Pensioni, colpo di mano del Governo sul sistema previdenziale
Nell'incontro del 16 luglio con le parti sociali il Governo presenta un emendamento al decreto anti-crisi che prevede un aumento graduale dell'età pensionabile per le donne nel pubblico impiego a partire dal prossimo anno.
Il Governo ha illustrato alle organizzazioni sindacali l'emendamento che ha intenzione di presentare al Decreto Legge anticrisi al fine di equiparare l'età pensionabile tra uomini e donne nel pubblico impiego. Secondo l'emendamento, il requisito anagrafico richiesto alle donne, per andare in pensione, viene incrementato di un anno ogni due a partire dal 1° gennaio 2010.
Dopo avere più volte dichiarato per bocca del ministro Sacconi ed anche dello stesso Presidente del Consiglio che quell'argomento sarebbe stato affrontato in futuro ma che per il momento non era all'ordine del giorno, improvvisamente si scopre la necessità di rispondere in tempi brevissimi alla Corte di Giustizia Europea che nel novembre del 2008 aveva richiesto all'Italia di provvedere alla suddetta equiparazione. L'occasione si rivela utile anche per ritoccare l'intero sistema previdenziale pubblico adeguando, a partire da 2015, i requisiti dell'età anagrafica all'incremento delle speranze di vita accertato dall'Istat; ancora una volta saranno le donne a fare le spese di questa nuova e restrittiva misura.
La CGIL è stata l'unica organizzazione a reagire in modo estremamente negativo a questa ennesima manomissione del sistema previdenziale. Abbiamo ancora nelle orecchie le parole del Presidente del Consiglio che dichiarava che era necessario rendere più flessibile la possibilità di pensionamento e quindi di consentire alle donne che lo avessero voluto, di rimanere al lavoro oltre l'età dei 60 anni. Parole di pura propaganda perché la situazione è già così: se una lavoratrice del pubblico impiego vuole andare in pensione a 60 anni è obbligata a richiederlo esplicitamente altrimenti continua a lavorare fino al raggiungimento dei 65 anni. Il sistema ideato dal Governo è invece tutt'altro che flessibile: è obbligatorio.
Pensare inoltre che tale norma peggiorativa delle condizioni previdenziali delle donne rimanga limitata alle lavoratrici del pubblico impiego è pura fantasia, perché se rimanesse limitata solo al lavoro pubblico si presenterebbe come gravemente discriminatoria.
Giustamente la nostra segretaria confederale, Morena Piccinini, ha dichiarato che "La parità tra uomo e donna deve partire e realizzarsi dall'accesso al mercato del lavoro e non può partire dall'ultimo passaggio".

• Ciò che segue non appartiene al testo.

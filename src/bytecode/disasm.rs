use std::collections::BTreeMap;
use std::fmt;

use crate::bytecode::ir::{Bytecode, Instructions};
use crate::bytecode::op::{Definition, Opcode, read_operands};

/// Print disassembly of a bytecode package
pub fn print_bc(bc: &Bytecode) {
    println!("=== BYTECODE PROGRAM ===\n");
    print!("{}", disassemble(&bc.instructions));
    println!();

    println!("=== CONSTANTS ({}) ===", bc.constants.len());
    for (i, value) in bc.constants.iter().enumerate() {
        println!("  {:04}  {:<8} {}", i, value.type_name(), value);
    }
    println!();
}

// =============================================================================
// String output (for testing/logging)
// =============================================================================

/// Return disassembly as a String, one line per instruction.
pub fn disassemble(ins: &[u8]) -> String {
    let mut output = String::new();
    let mut ip = 0;

    while ip < ins.len() {
        let op = match Opcode::try_from(ins[ip]) {
            Ok(op) => op,
            Err(err) => {
                output.push_str(&format!("ERROR: {}\n", err));
                ip += 1;
                continue;
            }
        };

        let def = op.definition();
        let (operands, read) = read_operands(&def, &ins[ip + 1..]);
        if read < def.operand_len() {
            output.push_str(&format!("ERROR: truncated operands for {}\n", def.name));
            break;
        }

        output.push_str(&format!("{:04} {}\n", ip, format_instruction(&def, &operands)));
        ip += 1 + read;
    }

    output
}

fn format_instruction(def: &Definition, operands: &[usize]) -> String {
    let mut out = def.name.to_string();
    for operand in operands {
        out.push_str(&format!(" {}", operand));
    }
    out
}

impl fmt::Display for Instructions {
    fn fmt(&self, f: &mut fmt::Formatter<'_>) -> fmt::Result {
        f.write_str(&disassemble(self))
    }
}

// =============================================================================
// Statistics
// =============================================================================

/// Per-opcode instruction counts, by opcode name. Stops at the first
/// undecodable byte or truncated instruction.
pub fn op_counts(ins: &[u8]) -> BTreeMap<&'static str, usize> {
    let mut counts = BTreeMap::new();
    let mut ip = 0;

    while let Some(op) = ins.get(ip).and_then(|b| Opcode::try_from(*b).ok()) {
        let next = ip + 1 + op.definition().operand_len();
        if next > ins.len() {
            break;
        }
        *counts.entry(op.name()).or_insert(0) += 1;
        ip = next;
    }

    counts
}

/// Print bytecode statistics
pub fn print_bc_stats(bc: &Bytecode) {
    println!("=== BYTECODE STATISTICS ===\n");
    println!("Bytes:      {}", bc.instructions.len());
    println!("Constants:  {}", bc.constants.len());
    println!();

    let counts = op_counts(&bc.instructions);
    let total: usize = counts.values().sum();

    println!("Op frequency:");
    let mut sorted: Vec<_> = counts.into_iter().collect();
    sorted.sort_by(|a, b| b.1.cmp(&a.1));

    for (op, count) in sorted {
        let pct = (count as f64 / total as f64) * 100.0;
        println!("  {:<14} {:>4} ({:>5.1}%)", op, count, pct);
    }
}

#[cfg(test)]
mod tests {
    use super::*;
    use crate::bytecode::op::make;
    use pretty_assertions::assert_eq;

    fn concat(parts: &[Vec<u8>]) -> Instructions {
        parts.iter().cloned().collect()
    }

    #[test]
    fn test_instructions_display() {
        let ins = concat(&[
            make(Opcode::Constant, &[1]),
            make(Opcode::Constant, &[2]),
            make(Opcode::Constant, &[65535]),
            make(Opcode::Add, &[]),
        ]);
        assert_eq!(
            ins.to_string(),
            "0000 OpConstant 1\n0003 OpConstant 2\n0006 OpConstant 65535\n0009 OpAdd\n"
        );
    }

    #[test]
    fn test_all_arithmetic_ops() {
        let ins = concat(&[
            make(Opcode::Sub, &[]),
            make(Opcode::Mul, &[]),
            make(Opcode::Div, &[]),
        ]);
        assert_eq!(ins.to_string(), "0000 OpSub\n0001 OpMul\n0002 OpDiv\n");
    }

    #[test]
    fn test_unknown_opcode_continues() {
        let ins = Instructions::from(vec![99, 1]);
        assert_eq!(ins.to_string(), "ERROR: unknown opcode 99\n0001 OpAdd\n");
    }

    #[test]
    fn test_truncated_operands_stop() {
        let ins = Instructions::from(vec![1, 0, 0xFF]);
        assert_eq!(
            ins.to_string(),
            "0000 OpAdd\nERROR: truncated operands for OpConstant\n"
        );
        let ins = Instructions::from(vec![0, 0]);
        assert_eq!(ins.to_string(), "ERROR: truncated operands for OpConstant\n");
    }

    #[test]
    fn test_empty_stream() {
        assert_eq!(Instructions::new().to_string(), "");
    }

    #[test]
    fn test_op_counts() {
        let ins = concat(&[
            make(Opcode::Constant, &[0]),
            make(Opcode::Constant, &[1]),
            make(Opcode::Add, &[]),
            make(Opcode::Constant, &[2]),
            make(Opcode::Mul, &[]),
        ]);
        let counts = op_counts(&ins);
        assert_eq!(counts.get("OpConstant"), Some(&3));
        assert_eq!(counts.get("OpAdd"), Some(&1));
        assert_eq!(counts.get("OpMul"), Some(&1));
        assert_eq!(counts.get("OpDiv"), None);
    }

    #[test]
    fn test_op_counts_skip_truncated_tail() {
        let mut ins = concat(&[make(Opcode::Constant, &[0]), make(Opcode::Add, &[])]);
        ins.0.extend_from_slice(&[Opcode::Constant as u8, 0x00]);

        let counts = op_counts(&ins);
        assert_eq!(counts.get("OpConstant"), Some(&1));
        assert_eq!(counts.get("OpAdd"), Some(&1));
        assert!(disassemble(&ins).ends_with("ERROR: truncated operands for OpConstant\n"));
    }
}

Siamo in un paese in cui occupazione femminile e possibilità di accesso a lavori qualificati e di responsabilità per le donne rimangono largamente deficitari. Siamo in un Paese in cui ci si ostina a non riconoscere che il lavoro di cura e il lavoro domestico (che molto spesso è un doppio lavoro per una parte consistente di lavoratrici) rappresentano una ricchezza che dovrebbe essere inserita a pieno titolo nel Welfare e negli elementi che contribuiscono alla formazione del PIL nazionale.
Anche nel campo previdenziale, come in tutti gli altri settori del nostro intervento sindacale, non siamo privi di proposte. Il sistema previdenziale va rivisto perché ci sono generazioni e tipologie di lavoratori che sono senza copertura pensionistica o quella che gli si prospetta non supera il vello dell'indigenza e della povertà. Noi non crediamo che la cosa si risolva togliendo a chi già possiede poco per dare a chi ha niente. Non è la solidarietà tra poveri che ci può venire proposta, ma occorre una equa distribuzione del reddito e della ricchezza che pure in questo paese esiste e di cui pochi godono i frutti mentre la maggioranza gode delle ristrettezze.
Ci opporremo in tutti i modi ad un provvedimento iniquo.